Provided the banks can find the necessary base-case capital themselves, the Greek state will provide whatever capital they can’t raise under the adverse scenario on relatively generous terms. It will use money borrowed from its euro zone partners to buy a mixture of shares and contingent convertible bonds. The latter will not have votes and will only turn into ordinary equity if the banks’ capital buffers fall below a predetermined level in the future.
It is not certain that all four banks will be able to raise base-case capital privately. The biggest question mark hangs over Piraeus Bank, which has the largest base-case shortfall: 2.2 billion euros. After taking account of bond swaps and asset sales, it needs about 1.5 billion euros from private investors.
The main thing that could throw the capital raisings off track would be signs that Athens is bogged down on other parts of the bailout programme. If the banks then have to rely entirely on state aid, that won’t just increase Greek debt. It may push the whole recapitalisation exercise beyond the year-end deadline – something that could result in uninsured depositors seeing part of their savings forcibly converted into bank shares under new rules that would then kick in.
Tsipras needs to keep running to avoid such a blow to confidence. And there are other reasons he can’t afford to relax.
Cash from the latest bailout programme will only flow if Greece passes more milestones. The first 2 billion euro dollop will be used partly to pay money Athens owes the private sector. Such a cash injection will help counteract the tax rises and spending cuts the government is having to implement which will take cash out of the economy.
But to get this money, Tsipras is supposed to implement 49 measures, including liberalisation of closed professions and measures to crack down on tax evasion. So far he is behind schedule and has only done about two-thirds of the work.
The biggest prize, though, is debt relief. The euro zone has agreed to consider lightening the load of Athens’ borrowings – probably by lengthening the period it has to repay what it owes. But it will only start negotiations when Greece receives a pass mark in the first review of the new bailout programme.
To receive such a thumbs-up, Tsipras needs to implement a second raft of reform measures as well as agree budget cuts for the next three years. Although the details haven’t yet been set, these are likely to be politically tough. For example, farmers will need to pay higher taxes and big pension cuts will be required to compensate for a court ruling that declared previous reductions unconstitutional.
Athens is also supposed to strengthen the independence of its tax authority. Last month Tsipras sacked its boss.

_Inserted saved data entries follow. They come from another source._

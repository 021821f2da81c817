// Copyright (c) Mysten Labs, Inc.
// SPDX-License-Identifier: Apache-2.0

use std::collections::BTreeMap;
use std::fmt::Display;
use std::net::SocketAddr;
use std::path::Path;
use std::str::FromStr;
use std::time::Duration;

use serde::{de::Error, Deserialize, Deserializer};

use crate::error::ConfigError;
use crate::store::SessionConfig;

fn parse_duration<'de, D>(deserializer: D) -> Result<Duration, D::Error>
where
    D: Deserializer<'de>,
{
    let s: String = Deserialize::deserialize(deserializer)?;
    humantime::parse_duration(&s).map_err(D::Error::custom)
}

#[derive(Debug, Clone, Deserialize)]
#[serde(rename_all = "kebab-case")]
pub struct BenchmarkConfig {
    #[serde(default = "default_log_level")]
    pub log_level: String,
    /// Seed for the deterministic user material.
    #[serde(default)]
    pub seed: u64,
    pub workload: WorkloadConfig,
}

fn default_log_level() -> String {
    "info".to_string()
}

impl BenchmarkConfig {
    pub fn load<P: AsRef<Path>>(path: P) -> Result<Self, ConfigError> {
        let file = path.as_ref().display().to_string();
        let data = std::fs::read(path.as_ref()).map_err(|e| ConfigError::InvalidFile {
            file: file.clone(),
            message: e.to_string(),
        })?;
        let config: Self = serde_yaml::from_slice(&data).map_err(|e| ConfigError::InvalidFile {
            file,
            message: e.to_string(),
        })?;
        config.workload.validate()?;
        Ok(config)
    }

    pub fn from_yaml(yaml: &str) -> Result<Self, ConfigError> {
        let config: Self = serde_yaml::from_str(yaml).map_err(|e| ConfigError::InvalidFile {
            file: "<inline>".to_string(),
            message: e.to_string(),
        })?;
        config.workload.validate()?;
        Ok(config)
    }
}

#[derive(Debug, Clone, Deserialize)]
#[serde(rename_all = "kebab-case")]
pub struct WorkloadConfig {
    pub name: String,
    pub user_count: u64,
    /// One entry per load-generating process; its position is the worker rank.
    #[serde(default)]
    pub workers: Vec<String>,
    #[serde(deserialize_with = "parse_duration")]
    pub duration: Duration,
    #[serde(default, deserialize_with = "parse_duration")]
    pub warmup_duration: Duration,
    #[serde(
        default = "default_report_interval",
        deserialize_with = "parse_duration"
    )]
    pub report_interval: Duration,
    /// Extra time the coordinator waits for workers still finishing their
    /// last attempt after the deadline.
    #[serde(default = "default_grace_period", deserialize_with = "parse_duration")]
    pub grace_period: Duration,
    #[serde(default)]
    pub metrics_address: Option<SocketAddr>,
    #[serde(default)]
    pub session: SessionConf,
    #[serde(default)]
    pub distributions: Vec<DistributionEntry>,
    #[serde(default)]
    pub parameters: Parameters,
}

fn default_report_interval() -> Duration {
    Duration::from_secs(5)
}

fn default_grace_period() -> Duration {
    Duration::from_secs(10)
}

impl WorkloadConfig {
    pub fn validate(&self) -> Result<(), ConfigError> {
        if self.user_count == 0 {
            return Err(ConfigError::Invalid("user-count must be positive".into()));
        }
        if self.report_interval.is_zero() {
            return Err(ConfigError::Invalid(
                "report-interval must be positive".into(),
            ));
        }
        self.session.backoff.validate()
    }

    pub fn worker_count(&self) -> u64 {
        (self.workers.len() as u64).max(1)
    }

    /// Users driven by the load generator of rank `rank`: `rank`, `rank + W`,
    /// `rank + 2W`, ... where `W` is the number of workers.
    pub fn worker_users(&self, rank: u64) -> Vec<u64> {
        let step = self.worker_count();
        if rank >= step {
            return vec![];
        }
        (rank..self.user_count).step_by(step as usize).collect()
    }
}

#[derive(Debug, Clone, Deserialize)]
#[serde(rename_all = "kebab-case")]
pub struct SessionConf {
    #[serde(default = "default_timeout", deserialize_with = "parse_duration")]
    pub tx_timeout: Duration,
    #[serde(default = "default_timeout", deserialize_with = "parse_duration")]
    pub query_timeout: Duration,
    #[serde(default)]
    pub backoff: BackoffConfig,
}

fn default_timeout() -> Duration {
    Duration::from_secs(10)
}

impl Default for SessionConf {
    fn default() -> Self {
        Self {
            tx_timeout: default_timeout(),
            query_timeout: default_timeout(),
            backoff: BackoffConfig::default(),
        }
    }
}

impl SessionConf {
    pub fn session_config(&self) -> SessionConfig {
        SessionConfig {
            tx_timeout: self.tx_timeout,
            query_timeout: self.query_timeout,
        }
    }
}

#[derive(Debug, Clone, Deserialize)]
#[serde(rename_all = "kebab-case", default)]
pub struct BackoffConfig {
    #[serde(deserialize_with = "parse_duration")]
    pub initial_interval: Duration,
    pub randomization_factor: f64,
    pub multiplier: f64,
    #[serde(deserialize_with = "parse_duration")]
    pub max_interval: Duration,
    #[serde(deserialize_with = "parse_duration")]
    pub max_elapsed_time: Duration,
}

impl Default for BackoffConfig {
    fn default() -> Self {
        Self {
            initial_interval: Duration::from_millis(10),
            randomization_factor: 0.5,
            multiplier: 1.5,
            max_interval: Duration::from_secs(1),
            max_elapsed_time: Duration::from_secs(60),
        }
    }
}

impl BackoffConfig {
    pub fn validate(&self) -> Result<(), ConfigError> {
        if !(0.0..=1.0).contains(&self.randomization_factor) {
            return Err(ConfigError::Invalid(format!(
                "backoff randomization-factor must be within [0, 1], got {}",
                self.randomization_factor
            )));
        }
        if self.multiplier < 1.0 {
            return Err(ConfigError::Invalid(format!(
                "backoff multiplier must be at least 1, got {}",
                self.multiplier
            )));
        }
        if self.initial_interval > self.max_interval {
            return Err(ConfigError::Invalid(
                "backoff initial-interval exceeds max-interval".into(),
            ));
        }
        Ok(())
    }
}

/// One entry of the operation mix. Either `percent` or `weight` may be given;
/// an entry with neither has weight 1.
#[derive(Debug, Clone, Deserialize)]
#[serde(rename_all = "kebab-case")]
pub struct DistributionEntry {
    #[serde(default)]
    pub percent: Option<u32>,
    #[serde(default)]
    pub weight: Option<u32>,
    pub operation: String,
}

impl DistributionEntry {
    pub fn weighted(weight: u32, operation: impl Into<String>) -> Self {
        Self {
            percent: None,
            weight: Some(weight),
            operation: operation.into(),
        }
    }

    pub fn percent(percent: u32, operation: impl Into<String>) -> Self {
        Self {
            percent: Some(percent),
            weight: None,
            operation: operation.into(),
        }
    }
}

#[derive(Deserialize)]
#[serde(untagged)]
enum ScalarValue {
    Bool(bool),
    Int(i64),
    Float(f64),
    Str(String),
}

impl From<ScalarValue> for String {
    fn from(value: ScalarValue) -> Self {
        match value {
            ScalarValue::Bool(b) => b.to_string(),
            ScalarValue::Int(i) => i.to_string(),
            ScalarValue::Float(f) => f.to_string(),
            ScalarValue::Str(s) => s,
        }
    }
}

/// Free-form workload parameters with typed lookups. Every lookup of a
/// missing or malformed value is a configuration error.
#[derive(Debug, Clone, Default, Deserialize)]
#[serde(from = "BTreeMap<String, ScalarValue>")]
pub struct Parameters(BTreeMap<String, String>);

impl From<BTreeMap<String, ScalarValue>> for Parameters {
    fn from(map: BTreeMap<String, ScalarValue>) -> Self {
        Self(map.into_iter().map(|(k, v)| (k, v.into())).collect())
    }
}

impl<K: Into<String>, V: Into<String>> FromIterator<(K, V)> for Parameters {
    fn from_iter<T: IntoIterator<Item = (K, V)>>(iter: T) -> Self {
        Self(
            iter.into_iter()
                .map(|(k, v)| (k.into(), v.into()))
                .collect(),
        )
    }
}

impl Parameters {
    pub fn set(&mut self, key: impl Into<String>, value: impl Into<String>) {
        self.0.insert(key.into(), value.into());
    }

    pub fn get_string(&self, key: &str) -> Result<&str, ConfigError> {
        self.0
            .get(key)
            .map(String::as_str)
            .ok_or_else(|| ConfigError::MissingParameter(key.to_string()))
    }

    pub fn get_u64(&self, key: &str) -> Result<u64, ConfigError> {
        self.parse(key)
    }

    pub fn get_f64(&self, key: &str) -> Result<f64, ConfigError> {
        self.parse(key)
    }

    pub fn get_bool(&self, key: &str) -> Result<bool, ConfigError> {
        self.parse(key)
    }

    fn parse<T>(&self, key: &str) -> Result<T, ConfigError>
    where
        T: FromStr,
        T::Err: Display,
    {
        let value = self.get_string(key)?;
        value
            .trim()
            .parse()
            .map_err(|e: T::Err| ConfigError::MalformedParameter {
                key: key.to_string(),
                value: value.to_string(),
                reason: e.to_string(),
            })
    }
}

#[cfg(test)]
mod tests {
    use super::*;

    const CONFIG: &str = r#"
log-level: debug
workload:
  name: independent
  user-count: 5
  workers: [a, b]
  duration: 30s
  warmup-duration: 1m 30s
  session:
    backoff:
      initial-interval: 20ms
      max-elapsed-time: 2m
  distributions:
    - percent: 70
      operation: "-read 1 -write 1"
    - percent: 30
      operation: "-query 10"
  parameters:
    lines-per-user: 100
    commits-per-sync: "10"
    with-acl: true
    ratio: 0.25
"#;

    #[test]
    fn parses_yaml_with_defaults() {
        let config = BenchmarkConfig::from_yaml(CONFIG).unwrap();
        assert_eq!(config.log_level, "debug");
        let workload = &config.workload;
        assert_eq!(workload.duration, Duration::from_secs(30));
        assert_eq!(workload.warmup_duration, Duration::from_secs(90));
        assert_eq!(workload.report_interval, Duration::from_secs(5));
        assert_eq!(workload.grace_period, Duration::from_secs(10));
        assert_eq!(workload.metrics_address, None);

        let backoff = &workload.session.backoff;
        assert_eq!(backoff.initial_interval, Duration::from_millis(20));
        assert_eq!(backoff.max_elapsed_time, Duration::from_secs(120));
        assert_eq!(backoff.multiplier, 1.5);
        assert_eq!(backoff.max_interval, Duration::from_secs(1));

        assert_eq!(workload.distributions.len(), 2);
        assert_eq!(workload.distributions[0].percent, Some(70));
    }

    #[test]
    fn typed_parameter_lookups() {
        let config = BenchmarkConfig::from_yaml(CONFIG).unwrap();
        let params = &config.workload.parameters;
        assert_eq!(params.get_u64("lines-per-user").unwrap(), 100);
        assert_eq!(params.get_u64("commits-per-sync").unwrap(), 10);
        assert!(params.get_bool("with-acl").unwrap());
        assert_eq!(params.get_f64("ratio").unwrap(), 0.25);
        assert!(matches!(
            params.get_u64("missing"),
            Err(ConfigError::MissingParameter(_))
        ));
        assert!(matches!(
            params.get_bool("lines-per-user"),
            Err(ConfigError::MalformedParameter { .. })
        ));
    }

    #[test]
    fn users_are_partitioned_by_rank() {
        let config = BenchmarkConfig::from_yaml(CONFIG).unwrap();
        assert_eq!(config.workload.worker_users(0), vec![0, 2, 4]);
        assert_eq!(config.workload.worker_users(1), vec![1, 3]);
        assert!(config.workload.worker_users(2).is_empty());
    }

    #[test]
    fn rejects_bad_backoff() {
        let yaml = CONFIG.replace("initial-interval: 20ms", "initial-interval: 5s");
        assert!(BenchmarkConfig::from_yaml(&yaml).is_err());
    }
}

The measures the government has pushed through are already causing a backlash. Farmers are threatening to bring their tractors into Athens and pharmacists have been on strike. As the prime minister pushes through even more unpopular measures, some of his parliamentarians may desert him and he could lose his wafer-thin majority. He might then struggle to put together a new coalition because the opposition parties distrust him deeply.
Tsipras’ best bet is to move as fast as he can now. That way, the creditors may reward his actions, providing some relief before he faces yet more stress tests of his own.